Biomimetic control of prosthesis 2: Operationalization in virtual and augmented reality, and on a real prototype – CoBioPro2

Upper-limb amputation is a profound trauma for both wounded soldiers and civilians, with significant consequences for the quality of life of those who undergo it. Despite major advances in upper-limb prosthetics, a high rejection rate persists, primarily due to the inadequacy of their control systems and the lack of necessary sensory feedback for their integration.

While prosthetics are still mainly controlled using the activity of only two muscles, and research in the field largely focuses on myoelectric control, we, in a previous project, explored an innovative control based on residual stump movements and knowledge of the movement goal. An artificial intelligence trained on a database of natural movements is used to reconstruct missing joints in individuals amputated above the elbow, enabling them to reach objects in virtual reality as easily as with a natural arm.

Several challenges, however, need to be addressed for this control to be applied in real-world applications and attract interest from industry professionals. This project aims to address challenges associated with two main but complementary research axes. The first axis aims to operationalize the control itself, providing proof of concept in the real world. The second axis, capitalizing on our excellent results obtained in virtual reality, aims to re-engage natural sensorimotor circuits for rehabilitation purposes.

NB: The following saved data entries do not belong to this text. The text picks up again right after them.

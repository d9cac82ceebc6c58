use elearn_types::{Destination, NotificationData};

/// Whatever can move the user to a screen.
pub trait Navigator: Send + Sync {
    fn navigate(&self, destination: Destination);
}

/// Destination for a notification payload.
///
/// Never fails: an unknown or missing `type` goes to `Home`, and an
/// announcement whose id is not a number opens the list instead.
pub fn route(data: &NotificationData) -> Destination {
    match data.category() {
        Some("informasi") => match data.get("id_informasi").and_then(|id| id.trim().parse().ok()) {
            Some(id) => Destination::InformasiDetail { id },
            None => Destination::InformasiList,
        },
        Some("presensi") => Destination::RiwayatPresensi,
        Some("materi") => Destination::DaftarMateri {
            kode_mk: data
                .get("kode_mk")
                .filter(|k| !k.is_empty())
                .map(str::to_string),
        },
        _ => Destination::Home,
    }
}
use chrono::{DateTime, Utc};
use tracing::{debug, error, info};

use elearn_client::ApiClient;
use elearn_types::api::{DeviceTokenRequest, DeviceTokenResponse};

pub const FCM_TOKEN_KEY: &str = "fcm_token";
pub const REGISTERED_AT_KEY: &str = "fcm_token_registered_at";

/// Keeps the backend informed of this device's push token.
///
/// The token is cached in the durable store so it survives restarts and
/// logouts. Registration needs a logged-in session; without one it is
/// skipped and retried on the next sync. Failures are logged, never
/// returned: a missing push registration must not break the caller.
#[derive(Clone)]
pub struct DeviceTokens {
    client: ApiClient,
}

impl DeviceTokens {
    pub fn new(client: ApiClient) -> Self {
        Self { client }
    }

    pub fn cached_token(&self) -> anyhow::Result<Option<String>> {
        self.client.session().get(FCM_TOKEN_KEY)
    }

    /// When the backend last accepted the cached token.
    pub fn registered_at(&self) -> anyhow::Result<Option<DateTime<Utc>>> {
        match self.client.session().get(REGISTERED_AT_KEY)? {
            Some(raw) => Ok(Some(DateTime::parse_from_rfc3339(&raw)?.with_timezone(&Utc))),
            None => Ok(None),
        }
    }

    /// Send `token` to the backend. Returns whether it was accepted.
    pub async fn register(&self, token: &str) -> bool {
        match self.client.session().is_authenticated() {
            Ok(true) => {}
            Ok(false) => {
                debug!("No session, skipping push token registration");
                return false;
            }
            Err(e) => {
                error!("Cannot read session for push token registration: {}", e);
                return false;
            }
        }

        debug!("Registering push token (length {})", token.len());
        let request = DeviceTokenRequest {
            fcm_token: token.to_string(),
        };
        let resp: DeviceTokenResponse = match self.client.post("/notifications/token", &request).await {
            Ok(resp) => resp,
            Err(e) => {
                error!("Failed to register push token: {}", e);
                return false;
            }
        };

        info!(
            "Push token registered (device {:?}, push active: {}): {}",
            resp.id_device, resp.firebase_active, resp.message
        );
        if let Err(e) = self
            .client
            .session()
            .set(REGISTERED_AT_KEY, &Utc::now().to_rfc3339(), true)
        {
            error!("Failed to record push token registration time: {}", e);
        }
        true
    }

    /// The push provider issued a new token.
    pub async fn on_token_refresh(&self, token: &str) -> bool {
        self.cache(token);
        self.register(token).await
    }

    /// Register the cached token, falling back to `fresh` when nothing is
    /// cached yet. Call after login.
    pub async fn sync_with_backend(&self, fresh: Option<&str>) -> bool {
        let cached = match self.cached_token() {
            Ok(cached) => cached,
            Err(e) => {
                error!("Cannot read cached push token: {}", e);
                None
            }
        };

        if let Some(token) = cached {
            return self.register(&token).await;
        }

        match fresh {
            Some(token) if !token.trim().is_empty() => {
                self.cache(token);
                self.register(token).await
            }
            _ => {
                debug!("No push token available to sync");
                false
            }
        }
    }

    fn cache(&self, token: &str) {
        if let Err(e) = self.client.session().set(FCM_TOKEN_KEY, token, true) {
            error!("Failed to cache push token: {}", e);
        }
    }
}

The primary challenge associated with the first research axis concerns the determination of the movement goal. While this could theoretically be determined using tools from the rapidly advancing field of computer vision, it remains challenging to implement in practice and is ineffective for manipulating or moving already grasped objects. In this project, we will explore an alternative using gaze position and head orientation to determine the target posture of the prosthetic hand, which we will combine with our new prosthetic control before testing it on a real prototype.

The main challenge associated with the second research axis concerns the lack of proprioceptive sensory feedback. A vibratory sensory feedback congruent with object grasping will be implemented alongside our new prosthetic control to re-engage natural sensorimotor circuits in virtual reality. An extensive experimental program will then be conducted to develop and test the system's ability to re-engage natural sensorimotor circuits, to prevent psychophysiological effects of short-term or long-term immobilization, and its potential for treating phantom limb pain.

Beyond the specific applications targeted in this project, it holds broad prospects in the field of assistive and teleoperation robotics, as well as in rehabilitation, whether to compensate motor deficits related to strokes or to any form of immobilization.